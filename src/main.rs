use std::collections::{HashMap, HashSet};
use std::fs;
use std::io::Write;
use std::path::{Path, PathBuf};
use std::sync::Arc;
use std::time::Duration;

use anyhow::{anyhow, Context, Result};
use clap::Parser;
use log::{debug, error, info, warn};
use serde::{Deserialize, Serialize};
use teloxide::prelude::*;
use teloxide::types::{InlineKeyboardButton, InlineKeyboardMarkup, Message, MessageId};
use tokio::sync::Mutex;
use uuid::Uuid;

mod callback_handlers;
mod feed;
mod filter;
mod helpers;
mod ledger;
mod message_handlers;
mod post;
mod queue;
mod retry;

use callback_handlers::*;
use feed::*;
use filter::*;
use helpers::*;
use ledger::*;
use message_handlers::*;
use post::*;
use queue::*;
use retry::*;

const ACK_TTL_SECS: u64 = 5;
const DEFAULT_PAGE_SIZE: u32 = 50;
const SESSION_FILE: &str = "session.json";

#[derive(Debug, Clone)]
struct Config {
    token: String,
    user_id: u64,
    data_dir: PathBuf,
    bluesky: BlueskyConfig,
    retry: RetryPolicy,
}

#[derive(Debug, Clone)]
struct BlueskyConfig {
    handle: String,
    app_password: String,
    service_url: String,
    page_size: u32,
}

#[derive(Debug, Deserialize)]
struct ConfigFile {
    token: String,
    user_id: UserIdInput,
    data_dir: PathBuf,
    bluesky: BlueskyConfigFile,
    #[serde(default)]
    retry: Option<RetryConfigFile>,
}

#[derive(Debug, Deserialize)]
#[serde(untagged)]
enum UserIdInput {
    Number(u64),
    String(String),
    File { file: PathBuf },
}

#[derive(Debug, Deserialize)]
struct BlueskyConfigFile {
    handle: String,
    #[serde(default)]
    app_password: Option<String>,
    #[serde(default)]
    app_password_file: Option<PathBuf>,
    #[serde(default)]
    service_url: Option<String>,
    #[serde(default)]
    page_size: Option<u32>,
}

#[derive(Debug, Deserialize, Default)]
struct RetryConfigFile {
    #[serde(default)]
    attempts: Option<u32>,
    #[serde(default)]
    delay_ms: Option<u64>,
}

#[derive(Parser, Debug)]
struct Args {
    #[arg(long)]
    config: PathBuf,
}

type ReviewEngine = QueueEngine<BlueskyClient>;

#[derive(Clone)]
struct Review {
    id: String,
    engine: Arc<ReviewEngine>,
}

struct AppState {
    config: Config,
    client: Arc<BlueskyClient>,
    review: Mutex<Option<Review>>,
    review_messages: Mutex<HashMap<i64, MessageId>>,
    session_path: PathBuf,
}

#[tokio::main]
async fn main() -> Result<()> {
    env_logger::init();

    let args = Args::parse();
    let config = load_config(&args.config)?;
    fs::create_dir_all(&config.data_dir).context("create data_dir")?;

    let session_path = config.data_dir.join(SESSION_FILE);
    let client = BlueskyClient::new(
        &config.bluesky.service_url,
        config.bluesky.page_size,
        Some(session_path.clone()),
    )
    .context("build bluesky client")?;
    let client = Arc::new(client);

    if let Err(err) = connect_bluesky(&client, &config, &session_path).await {
        error!("bluesky login failed, use /login to retry: {:#}", err);
    }

    let state = Arc::new(AppState {
        config: config.clone(),
        client,
        review: Mutex::new(None),
        review_messages: Mutex::new(HashMap::new()),
        session_path,
    });

    let bot = Bot::new(config.token.clone());

    let handler = dptree::entry()
        .branch(Update::filter_message().endpoint(handle_message))
        .branch(Update::filter_callback_query().endpoint(handle_callback));

    Dispatcher::builder(bot, handler)
        .dependencies(dptree::deps![state])
        .enable_ctrlc_handler()
        .build()
        .dispatch()
        .await;

    Ok(())
}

+++

■ Directions for this task ■
Send back exactly, with nothing added, the lines from the first line of the material above through the line holding "mod helpers;"; both ends are included.

■ Completed exercise ■
filename src/main.rs
use std::collections::{HashMap, HashSet};
use std::fs;
use std::io::Write;
use std::path::{Path, PathBuf};
use std::sync::Arc;
use std::time::Duration;

use anyhow::{anyhow, Context, Result};
use clap::Parser;
use log::{debug, error, info, warn};
use serde::{Deserialize, Serialize};
use teloxide::prelude::*;
use teloxide::types::{InlineKeyboardButton, InlineKeyboardMarkup, Message, MessageId};
use tokio::sync::Mutex;
use uuid::Uuid;

mod callback_handlers;
mod feed;
mod filter;
mod helpers;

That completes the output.